DATA SUPPLIED below:

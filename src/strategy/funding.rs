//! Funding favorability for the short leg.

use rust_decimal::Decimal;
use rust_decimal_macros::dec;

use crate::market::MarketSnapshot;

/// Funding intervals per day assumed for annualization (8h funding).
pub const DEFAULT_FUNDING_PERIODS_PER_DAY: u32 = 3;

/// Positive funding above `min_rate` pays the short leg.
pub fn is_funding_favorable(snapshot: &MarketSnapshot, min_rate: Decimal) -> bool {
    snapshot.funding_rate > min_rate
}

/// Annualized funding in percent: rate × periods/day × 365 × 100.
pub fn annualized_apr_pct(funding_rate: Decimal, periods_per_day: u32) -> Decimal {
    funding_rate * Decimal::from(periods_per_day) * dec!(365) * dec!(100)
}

End of DATA SUPPLIED.
DATA SUPPLIED below:

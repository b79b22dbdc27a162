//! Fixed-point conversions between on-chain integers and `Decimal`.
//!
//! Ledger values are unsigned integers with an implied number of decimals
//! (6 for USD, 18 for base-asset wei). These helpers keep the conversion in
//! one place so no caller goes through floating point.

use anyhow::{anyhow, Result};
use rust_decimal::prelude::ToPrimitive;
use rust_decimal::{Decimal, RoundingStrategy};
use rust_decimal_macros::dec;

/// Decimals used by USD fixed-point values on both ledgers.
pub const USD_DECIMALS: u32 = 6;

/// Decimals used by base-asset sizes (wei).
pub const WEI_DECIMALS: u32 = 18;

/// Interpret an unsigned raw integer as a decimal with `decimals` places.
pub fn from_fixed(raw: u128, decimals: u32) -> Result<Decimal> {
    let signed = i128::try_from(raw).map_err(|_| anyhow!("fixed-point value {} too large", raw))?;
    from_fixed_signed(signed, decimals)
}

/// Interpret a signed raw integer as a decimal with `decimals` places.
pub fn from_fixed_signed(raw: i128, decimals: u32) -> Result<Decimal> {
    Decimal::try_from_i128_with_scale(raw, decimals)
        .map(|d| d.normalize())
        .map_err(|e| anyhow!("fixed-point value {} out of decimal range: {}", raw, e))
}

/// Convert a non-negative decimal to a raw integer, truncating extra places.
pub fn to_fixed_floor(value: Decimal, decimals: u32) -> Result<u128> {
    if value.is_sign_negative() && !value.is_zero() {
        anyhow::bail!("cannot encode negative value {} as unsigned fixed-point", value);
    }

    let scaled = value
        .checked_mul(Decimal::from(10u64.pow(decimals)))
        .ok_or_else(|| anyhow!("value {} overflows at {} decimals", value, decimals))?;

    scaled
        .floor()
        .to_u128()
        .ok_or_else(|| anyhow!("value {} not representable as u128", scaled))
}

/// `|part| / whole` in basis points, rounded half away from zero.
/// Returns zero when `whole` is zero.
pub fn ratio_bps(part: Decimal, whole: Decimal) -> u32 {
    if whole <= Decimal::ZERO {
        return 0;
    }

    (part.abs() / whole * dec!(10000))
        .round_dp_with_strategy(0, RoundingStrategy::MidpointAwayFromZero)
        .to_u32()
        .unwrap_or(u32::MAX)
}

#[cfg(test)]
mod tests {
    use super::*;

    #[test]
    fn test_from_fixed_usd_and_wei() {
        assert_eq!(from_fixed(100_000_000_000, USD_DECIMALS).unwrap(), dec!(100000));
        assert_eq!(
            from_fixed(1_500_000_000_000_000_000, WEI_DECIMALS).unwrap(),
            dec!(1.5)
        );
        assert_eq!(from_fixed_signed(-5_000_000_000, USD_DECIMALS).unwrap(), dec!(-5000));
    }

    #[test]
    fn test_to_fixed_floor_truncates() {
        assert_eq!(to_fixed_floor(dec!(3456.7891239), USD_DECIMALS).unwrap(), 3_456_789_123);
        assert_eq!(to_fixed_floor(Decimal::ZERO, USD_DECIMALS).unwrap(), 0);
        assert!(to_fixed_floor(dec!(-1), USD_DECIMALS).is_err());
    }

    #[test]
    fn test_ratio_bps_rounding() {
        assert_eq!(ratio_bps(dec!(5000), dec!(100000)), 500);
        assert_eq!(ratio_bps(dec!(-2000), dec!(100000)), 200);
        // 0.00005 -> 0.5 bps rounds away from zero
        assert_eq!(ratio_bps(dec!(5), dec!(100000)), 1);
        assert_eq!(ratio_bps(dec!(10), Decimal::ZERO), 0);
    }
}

End of DATA SUPPLIED.

Return, unchanged, the run of lines above that opens with the line containing "filename src/strategy/funding.rs" and closes with the line containing "pays the short leg.". Include both.

◆ **RESULT BELOW**:
filename src/strategy/funding.rs
//! Funding favorability for the short leg.

use rust_decimal::Decimal;
use rust_decimal_macros::dec;

use crate::market::MarketSnapshot;

/// Funding intervals per day assumed for annualization (8h funding).
pub const DEFAULT_FUNDING_PERIODS_PER_DAY: u32 = 3;

/// Positive funding above `min_rate` pays the short leg.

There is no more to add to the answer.